[Provided data]
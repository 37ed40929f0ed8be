//! State hashing for determinism verification.
//!
//! Two symbol maps generated from the same `(seed, symbol_count)` must hash
//! identically. Replays record the fingerprint so a trace can be checked
//! against the world it was captured in.

use std::collections::hash_map::DefaultHasher;
use std::hash::{Hash, Hasher};

use super::{SymbolDefinition, SymbolMap};

/// Computes a deterministic hash of a symbol map.
///
/// The hash covers:
/// - the world seed and symbol count
/// - every definition in generation order
/// - modifier values by bit pattern, so float formatting never matters
#[must_use]
pub fn fingerprint(map: &SymbolMap) -> u64 {
    let mut hasher = DefaultHasher::new();

    map.seed().hash(&mut hasher);
    map.len().hash(&mut hasher);

    for def in map.iter() {
        hash_definition(def, &mut hasher);
    }

    // A fallback map must never collide with the seeded map it replaced.
    map.fault().is_some().hash(&mut hasher);

    hasher.finish()
}

fn hash_definition<H: Hasher>(def: &SymbolDefinition, hasher: &mut H) {
    def.id.hash(hasher);
    def.concept.hash(hasher);
    def.subtype.hash(hasher);
    def.modifiers.len().hash(hasher);
    for (kind, value) in &def.modifiers {
        kind.hash(hasher);
        value.to_bits().hash(hasher);
    }
}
[/Provided data]
• Task description
Copy out the entries. Change nothing.

• Task result
repository 37ed40929f0ed8be
//! State hashing for determinism verification.
//!
//! Two symbol maps generated from the same `(seed, symbol_count)` must hash
//! identically. Replays record the fingerprint so a trace can be checked
//! against the world it was captured in.

use std::collections::hash_map::DefaultHasher;
use std::hash::{Hash, Hasher};

use super::{SymbolDefinition, SymbolMap};

/// Computes a deterministic hash of a symbol map.
///
/// The hash covers:
/// - the world seed and symbol count
/// - every definition in generation order
/// - modifier values by bit pattern, so float formatting never matters
#[must_use]
pub fn fingerprint(map: &SymbolMap) -> u64 {
    let mut hasher = DefaultHasher::new();

    map.seed().hash(&mut hasher);
    map.len().hash(&mut hasher);

    for def in map.iter() {
        hash_definition(def, &mut hasher);
    }

    // A fallback map must never collide with the seeded map it replaced.
    map.fault().is_some().hash(&mut hasher);

    hasher.finish()
}

fn hash_definition<H: Hasher>(def: &SymbolDefinition, hasher: &mut H) {
    def.id.hash(hasher);
    def.concept.hash(hasher);
    def.subtype.hash(hasher);
    def.modifiers.len().hash(hasher);
    for (kind, value) in &def.modifiers {
        kind.hash(hasher);
        value.to_bits().hash(hasher);
    }
}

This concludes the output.